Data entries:

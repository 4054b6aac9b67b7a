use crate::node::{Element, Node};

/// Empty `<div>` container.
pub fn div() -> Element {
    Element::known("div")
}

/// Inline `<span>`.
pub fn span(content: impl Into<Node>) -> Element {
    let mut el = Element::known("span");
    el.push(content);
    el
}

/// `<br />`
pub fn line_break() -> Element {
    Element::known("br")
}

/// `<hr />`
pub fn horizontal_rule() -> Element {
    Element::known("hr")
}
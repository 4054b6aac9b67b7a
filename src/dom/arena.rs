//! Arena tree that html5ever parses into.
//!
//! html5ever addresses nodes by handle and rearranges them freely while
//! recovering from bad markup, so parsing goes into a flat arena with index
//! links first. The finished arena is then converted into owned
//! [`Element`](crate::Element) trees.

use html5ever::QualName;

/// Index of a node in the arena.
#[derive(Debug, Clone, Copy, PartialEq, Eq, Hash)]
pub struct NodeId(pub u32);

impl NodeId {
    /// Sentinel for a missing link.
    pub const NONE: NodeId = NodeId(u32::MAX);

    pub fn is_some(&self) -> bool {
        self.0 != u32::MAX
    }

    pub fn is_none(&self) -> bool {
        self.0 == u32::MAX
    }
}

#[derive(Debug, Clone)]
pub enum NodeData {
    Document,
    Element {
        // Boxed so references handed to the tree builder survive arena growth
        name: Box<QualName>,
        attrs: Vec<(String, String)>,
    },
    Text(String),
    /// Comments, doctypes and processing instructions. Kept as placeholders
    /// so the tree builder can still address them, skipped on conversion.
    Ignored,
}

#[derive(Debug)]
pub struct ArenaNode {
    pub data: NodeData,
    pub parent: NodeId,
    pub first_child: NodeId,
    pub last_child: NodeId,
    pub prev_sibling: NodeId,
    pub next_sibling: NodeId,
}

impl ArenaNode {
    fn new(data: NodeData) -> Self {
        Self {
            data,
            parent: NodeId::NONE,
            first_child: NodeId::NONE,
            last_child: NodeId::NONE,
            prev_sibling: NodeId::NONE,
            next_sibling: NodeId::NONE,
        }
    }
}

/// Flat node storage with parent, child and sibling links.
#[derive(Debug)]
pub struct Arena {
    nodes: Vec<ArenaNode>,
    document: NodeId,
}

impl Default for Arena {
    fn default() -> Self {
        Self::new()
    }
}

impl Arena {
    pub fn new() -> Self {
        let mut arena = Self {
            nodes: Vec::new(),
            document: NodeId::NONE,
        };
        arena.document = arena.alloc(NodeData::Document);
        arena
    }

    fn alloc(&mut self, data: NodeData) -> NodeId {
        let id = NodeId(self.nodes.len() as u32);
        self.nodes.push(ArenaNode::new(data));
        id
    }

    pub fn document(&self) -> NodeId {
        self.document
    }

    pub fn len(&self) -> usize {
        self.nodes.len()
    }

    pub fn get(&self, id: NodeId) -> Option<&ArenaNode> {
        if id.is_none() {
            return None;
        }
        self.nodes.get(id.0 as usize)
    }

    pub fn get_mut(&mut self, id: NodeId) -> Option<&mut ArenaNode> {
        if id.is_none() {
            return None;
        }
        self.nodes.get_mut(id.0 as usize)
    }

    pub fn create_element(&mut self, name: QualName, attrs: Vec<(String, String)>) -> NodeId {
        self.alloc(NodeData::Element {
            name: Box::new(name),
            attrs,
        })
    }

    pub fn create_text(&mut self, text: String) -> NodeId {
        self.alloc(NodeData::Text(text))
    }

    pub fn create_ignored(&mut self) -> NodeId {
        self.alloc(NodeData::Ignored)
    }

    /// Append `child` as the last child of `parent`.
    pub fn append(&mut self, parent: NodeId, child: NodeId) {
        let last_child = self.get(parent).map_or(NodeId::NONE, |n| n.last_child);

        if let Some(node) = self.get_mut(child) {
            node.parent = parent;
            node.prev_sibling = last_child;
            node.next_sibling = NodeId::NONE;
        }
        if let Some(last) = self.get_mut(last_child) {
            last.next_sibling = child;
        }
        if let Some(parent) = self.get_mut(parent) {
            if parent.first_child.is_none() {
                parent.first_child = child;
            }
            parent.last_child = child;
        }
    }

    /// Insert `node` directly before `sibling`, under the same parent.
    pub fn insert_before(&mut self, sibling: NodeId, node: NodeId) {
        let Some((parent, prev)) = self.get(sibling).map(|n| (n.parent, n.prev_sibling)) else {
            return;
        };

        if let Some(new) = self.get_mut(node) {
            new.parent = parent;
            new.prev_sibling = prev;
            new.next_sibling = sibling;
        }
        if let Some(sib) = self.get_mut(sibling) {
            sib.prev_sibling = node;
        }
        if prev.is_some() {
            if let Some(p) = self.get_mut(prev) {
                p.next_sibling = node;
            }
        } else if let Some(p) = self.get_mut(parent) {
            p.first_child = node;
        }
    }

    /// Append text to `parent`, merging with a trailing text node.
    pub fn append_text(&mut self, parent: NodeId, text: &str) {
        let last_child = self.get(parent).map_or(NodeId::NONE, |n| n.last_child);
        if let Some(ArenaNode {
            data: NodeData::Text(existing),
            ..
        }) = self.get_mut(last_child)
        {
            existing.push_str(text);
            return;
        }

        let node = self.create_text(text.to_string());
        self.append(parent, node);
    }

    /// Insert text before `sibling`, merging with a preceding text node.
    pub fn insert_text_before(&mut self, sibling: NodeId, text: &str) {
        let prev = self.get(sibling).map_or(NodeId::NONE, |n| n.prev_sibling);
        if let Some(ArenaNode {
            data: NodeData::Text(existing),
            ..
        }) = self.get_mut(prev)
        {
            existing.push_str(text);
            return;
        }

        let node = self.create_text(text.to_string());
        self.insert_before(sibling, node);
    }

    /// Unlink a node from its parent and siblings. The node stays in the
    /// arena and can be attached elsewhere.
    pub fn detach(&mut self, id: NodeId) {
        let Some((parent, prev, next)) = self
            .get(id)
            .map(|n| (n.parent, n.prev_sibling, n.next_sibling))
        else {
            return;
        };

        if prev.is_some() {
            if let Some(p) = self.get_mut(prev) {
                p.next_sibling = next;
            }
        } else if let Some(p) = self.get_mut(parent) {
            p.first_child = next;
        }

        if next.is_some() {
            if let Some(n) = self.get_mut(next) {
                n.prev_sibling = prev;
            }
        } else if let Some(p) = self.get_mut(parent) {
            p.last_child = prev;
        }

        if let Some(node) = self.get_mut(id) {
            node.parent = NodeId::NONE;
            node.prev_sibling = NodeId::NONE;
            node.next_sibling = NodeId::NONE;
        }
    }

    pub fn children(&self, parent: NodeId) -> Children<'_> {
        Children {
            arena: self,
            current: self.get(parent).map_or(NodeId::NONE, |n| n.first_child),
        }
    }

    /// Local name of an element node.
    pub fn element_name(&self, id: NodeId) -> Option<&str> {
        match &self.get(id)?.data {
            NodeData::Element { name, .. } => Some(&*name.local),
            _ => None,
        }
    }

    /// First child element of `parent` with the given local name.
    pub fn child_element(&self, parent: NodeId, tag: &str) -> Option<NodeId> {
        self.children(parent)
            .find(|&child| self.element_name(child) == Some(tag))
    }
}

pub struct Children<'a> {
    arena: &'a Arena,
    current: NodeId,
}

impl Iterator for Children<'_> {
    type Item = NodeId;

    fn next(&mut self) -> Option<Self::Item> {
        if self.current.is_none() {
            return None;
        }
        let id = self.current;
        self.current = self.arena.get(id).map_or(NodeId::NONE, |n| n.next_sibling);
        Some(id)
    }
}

What is needed:
The records above must be retyped in full, exactly.

Answer below:
repository 4054b6aac9b67b7a
use crate::node::{Element, Node};

/// Empty `<div>` container.
pub fn div() -> Element {
    Element::known("div")
}

/// Inline `<span>`.
pub fn span(content: impl Into<Node>) -> Element {
    let mut el = Element::known("span");
    el.push(content);
    el
}

/// `<br />`
pub fn line_break() -> Element {
    Element::known("br")
}

/// `<hr />`
pub fn horizontal_rule() -> Element {
    Element::known("hr")
}
repository 4054b6aac9b67b7a
filename src/dom/arena.rs
//! Arena tree that html5ever parses into.
//!
//! html5ever addresses nodes by handle and rearranges them freely while
//! recovering from bad markup, so parsing goes into a flat arena with index
//! links first. The finished arena is then converted into owned
//! [`Element`](crate::Element) trees.

use html5ever::QualName;

/// Index of a node in the arena.
#[derive(Debug, Clone, Copy, PartialEq, Eq, Hash)]
pub struct NodeId(pub u32);

impl NodeId {
    /// Sentinel for a missing link.
    pub const NONE: NodeId = NodeId(u32::MAX);

    pub fn is_some(&self) -> bool {
        self.0 != u32::MAX
    }

    pub fn is_none(&self) -> bool {
        self.0 == u32::MAX
    }
}

#[derive(Debug, Clone)]
pub enum NodeData {
    Document,
    Element {
        // Boxed so references handed to the tree builder survive arena growth
        name: Box<QualName>,
        attrs: Vec<(String, String)>,
    },
    Text(String),
    /// Comments, doctypes and processing instructions. Kept as placeholders
    /// so the tree builder can still address them, skipped on conversion.
    Ignored,
}

#[derive(Debug)]
pub struct ArenaNode {
    pub data: NodeData,
    pub parent: NodeId,
    pub first_child: NodeId,
    pub last_child: NodeId,
    pub prev_sibling: NodeId,
    pub next_sibling: NodeId,
}

impl ArenaNode {
    fn new(data: NodeData) -> Self {
        Self {
            data,
            parent: NodeId::NONE,
            first_child: NodeId::NONE,
            last_child: NodeId::NONE,
            prev_sibling: NodeId::NONE,
            next_sibling: NodeId::NONE,
        }
    }
}

/// Flat node storage with parent, child and sibling links.
#[derive(Debug)]
pub struct Arena {
    nodes: Vec<ArenaNode>,
    document: NodeId,
}

impl Default for Arena {
    fn default() -> Self {
        Self::new()
    }
}

impl Arena {
    pub fn new() -> Self {
        let mut arena = Self {
            nodes: Vec::new(),
            document: NodeId::NONE,
        };
        arena.document = arena.alloc(NodeData::Document);
        arena
    }

    fn alloc(&mut self, data: NodeData) -> NodeId {
        let id = NodeId(self.nodes.len() as u32);
        self.nodes.push(ArenaNode::new(data));
        id
    }

    pub fn document(&self) -> NodeId {
        self.document
    }

    pub fn len(&self) -> usize {
        self.nodes.len()
    }

    pub fn get(&self, id: NodeId) -> Option<&ArenaNode> {
        if id.is_none() {
            return None;
        }
        self.nodes.get(id.0 as usize)
    }

    pub fn get_mut(&mut self, id: NodeId) -> Option<&mut ArenaNode> {
        if id.is_none() {
            return None;
        }
        self.nodes.get_mut(id.0 as usize)
    }

    pub fn create_element(&mut self, name: QualName, attrs: Vec<(String, String)>) -> NodeId {
        self.alloc(NodeData::Element {
            name: Box::new(name),
            attrs,
        })
    }

    pub fn create_text(&mut self, text: String) -> NodeId {
        self.alloc(NodeData::Text(text))
    }

    pub fn create_ignored(&mut self) -> NodeId {
        self.alloc(NodeData::Ignored)
    }

    /// Append `child` as the last child of `parent`.
    pub fn append(&mut self, parent: NodeId, child: NodeId) {
        let last_child = self.get(parent).map_or(NodeId::NONE, |n| n.last_child);

        if let Some(node) = self.get_mut(child) {
            node.parent = parent;
            node.prev_sibling = last_child;
            node.next_sibling = NodeId::NONE;
        }
        if let Some(last) = self.get_mut(last_child) {
            last.next_sibling = child;
        }
        if let Some(parent) = self.get_mut(parent) {
            if parent.first_child.is_none() {
                parent.first_child = child;
            }
            parent.last_child = child;
        }
    }

    /// Insert `node` directly before `sibling`, under the same parent.
    pub fn insert_before(&mut self, sibling: NodeId, node: NodeId) {
        let Some((parent, prev)) = self.get(sibling).map(|n| (n.parent, n.prev_sibling)) else {
            return;
        };

        if let Some(new) = self.get_mut(node) {
            new.parent = parent;
            new.prev_sibling = prev;
            new.next_sibling = sibling;
        }
        if let Some(sib) = self.get_mut(sibling) {
            sib.prev_sibling = node;
        }
        if prev.is_some() {
            if let Some(p) = self.get_mut(prev) {
                p.next_sibling = node;
            }
        } else if let Some(p) = self.get_mut(parent) {
            p.first_child = node;
        }
    }

    /// Append text to `parent`, merging with a trailing text node.
    pub fn append_text(&mut self, parent: NodeId, text: &str) {
        let last_child = self.get(parent).map_or(NodeId::NONE, |n| n.last_child);
        if let Some(ArenaNode {
            data: NodeData::Text(existing),
            ..
        }) = self.get_mut(last_child)
        {
            existing.push_str(text);
            return;
        }

        let node = self.create_text(text.to_string());
        self.append(parent, node);
    }

    /// Insert text before `sibling`, merging with a preceding text node.
    pub fn insert_text_before(&mut self, sibling: NodeId, text: &str) {
        let prev = self.get(sibling).map_or(NodeId::NONE, |n| n.prev_sibling);
        if let Some(ArenaNode {
            data: NodeData::Text(existing),
            ..
        }) = self.get_mut(prev)
        {
            existing.push_str(text);
            return;
        }

        let node = self.create_text(text.to_string());
        self.insert_before(sibling, node);
    }

    /// Unlink a node from its parent and siblings. The node stays in the
    /// arena and can be attached elsewhere.
    pub fn detach(&mut self, id: NodeId) {
        let Some((parent, prev, next)) = self
            .get(id)
            .map(|n| (n.parent, n.prev_sibling, n.next_sibling))
        else {
            return;
        };

        if prev.is_some() {
            if let Some(p) = self.get_mut(prev) {
                p.next_sibling = next;
            }
        } else if let Some(p) = self.get_mut(parent) {
            p.first_child = next;
        }

        if next.is_some() {
            if let Some(n) = self.get_mut(next) {
                n.prev_sibling = prev;
            }
        } else if let Some(p) = self.get_mut(parent) {
            p.last_child = prev;
        }

        if let Some(node) = self.get_mut(id) {
            node.parent = NodeId::NONE;
            node.prev_sibling = NodeId::NONE;
            node.next_sibling = NodeId::NONE;
        }
    }

    pub fn children(&self, parent: NodeId) -> Children<'_> {
        Children {
            arena: self,
            current: self.get(parent).map_or(NodeId::NONE, |n| n.first_child),
        }
    }

    /// Local name of an element node.
    pub fn element_name(&self, id: NodeId) -> Option<&str> {
        match &self.get(id)?.data {
            NodeData::Element { name, .. } => Some(&*name.local),
            _ => None,
        }
    }

    /// First child element of `parent` with the given local name.
    pub fn child_element(&self, parent: NodeId, tag: &str) -> Option<NodeId> {
        self.children(parent)
            .find(|&child| self.element_name(child) == Some(tag))
    }
}

pub struct Children<'a> {
    arena: &'a Arena,
    current: NodeId,
}

impl Iterator for Children<'_> {
    type Item = NodeId;

    fn next(&mut self) -> Option<Self::Item> {
        if self.current.is_none() {
            return None;
        }
        let id = self.current;
        self.current = self.arena.get(id).map_or(NodeId::NONE, |n| n.next_sibling);
        Some(id)
    }
}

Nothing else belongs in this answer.